As we round the millennial corner of a new era of aesthetics, journalists,
and reviewers scramble to find a way to apply the new physics
to contemporary visual arts. Unfortunately, most writers merely reiterate
Postmodern notions about the uncertainty of our knowledge
and the fictitious nature of all interpretations. What
the new sciences have actually given us is a revised, more positive
understanding of indeterminacy as a source of order and complexity.
Whats more, we can now think of science and art as aspects of
the same kind of activity. As physicist-philosopher and Nobel Laureate
Ilya Prigogine writes, the classic laws of physics, as formulated
in the traditional way, describe an idealized, stable world that is
quite different from the unstable, evolving world in which we live.
Intuitively, we have always understood this, and so its no wonder
that reductive science tended to make people uncomfortable. The new
complexity science is more compatible with our fluid artistic
sense of things. In a word, complexity integrates quantum mechanics
with the principle of adaptive evolution, illustrating how transcendent
order, though materially undetermined, is not a mere fiction but an
effectual natural product of chance.
All laws of nature are really more like rules of thumb.

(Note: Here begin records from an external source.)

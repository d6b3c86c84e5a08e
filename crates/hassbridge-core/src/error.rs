//! Shared error type across hassbridge crates.

use thiserror::Error;

/// Stable error codes surfaced in logs and HTTP error bodies.
#[derive(Debug, Clone, Copy, PartialEq, Eq)]
pub enum ErrorCode {
    /// Payload is not shaped like a service call.
    BadRequest,
    /// A required payload key is absent.
    MissingField,
    /// A tag entry is not in `key:value` form.
    InvalidTag,
    /// The value cannot be coerced to a float.
    InvalidValue,
    /// No handler registered under the requested name.
    UnknownService,
    /// Startup configuration rejected.
    Config,
    /// Internal error.
    Internal,
}

impl ErrorCode {
    /// String representation used in JSON responses.
    pub fn as_str(self) -> &'static str {
        match self {
            ErrorCode::BadRequest => "BAD_REQUEST",
            ErrorCode::MissingField => "MISSING_FIELD",
            ErrorCode::InvalidTag => "INVALID_TAG",
            ErrorCode::InvalidValue => "INVALID_VALUE",
            ErrorCode::UnknownService => "UNKNOWN_SERVICE",
            ErrorCode::Config => "CONFIG",
            ErrorCode::Internal => "INTERNAL",
        }
    }
}

/// Shared result type.
pub type Result<T> = std::result::Result<T, BridgeError>;

/// Unified error type used by core and gateway.
#[derive(Debug, Error)]
pub enum BridgeError {
    #[error("bad request: {0}")]
    BadRequest(String),
    #[error("missing required field: {0}")]
    MissingField(&'static str),
    #[error("improperly formatted tag: {0}")]
    InvalidTag(String),
    #[error("value is not numeric: {0}")]
    InvalidValue(String),
    #[error("unknown service: {0}")]
    UnknownService(String),
    #[error("invalid config: {0}")]
    Config(String),
    #[error("internal: {0}")]
    Internal(String),
}

impl BridgeError {
    /// Map an error to its stable code.
    pub fn error_code(&self) -> ErrorCode {
        match self {
            BridgeError::BadRequest(_) => ErrorCode::BadRequest,
            BridgeError::MissingField(_) => ErrorCode::MissingField,
            BridgeError::InvalidTag(_) => ErrorCode::InvalidTag,
            BridgeError::InvalidValue(_) => ErrorCode::InvalidValue,
            BridgeError::UnknownService(_) => ErrorCode::UnknownService,
            BridgeError::Config(_) => ErrorCode::Config,
            BridgeError::Internal(_) => ErrorCode::Internal,
        }
    }
}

Causality comes into being over time, so that, while the individual
event is indeterminate, the average of individual events is often
constrained to such a degree that one may say it is determined. The
principle of indeterminacy (entropy or uncertainty) has generally
been viewed in a negative light because it was not understood how
it can actually lead to order and complexity. Countless art projects
in the past 50 years have tried to express the concept
of indeterminacy in one way or another, but most have tried to show
disorder only. Until recently, science had not yet given us the mathematical
tools needed to explore the subject, and a gross misunderstanding
led to gross expressions. For example, chance operational art represents
only the most general disordered conditions and is, arguably, uninteresting
by definition. Humans recognize patterns and are interested in them;
they tend to ignore noise. There are advantages to this and disadvantages.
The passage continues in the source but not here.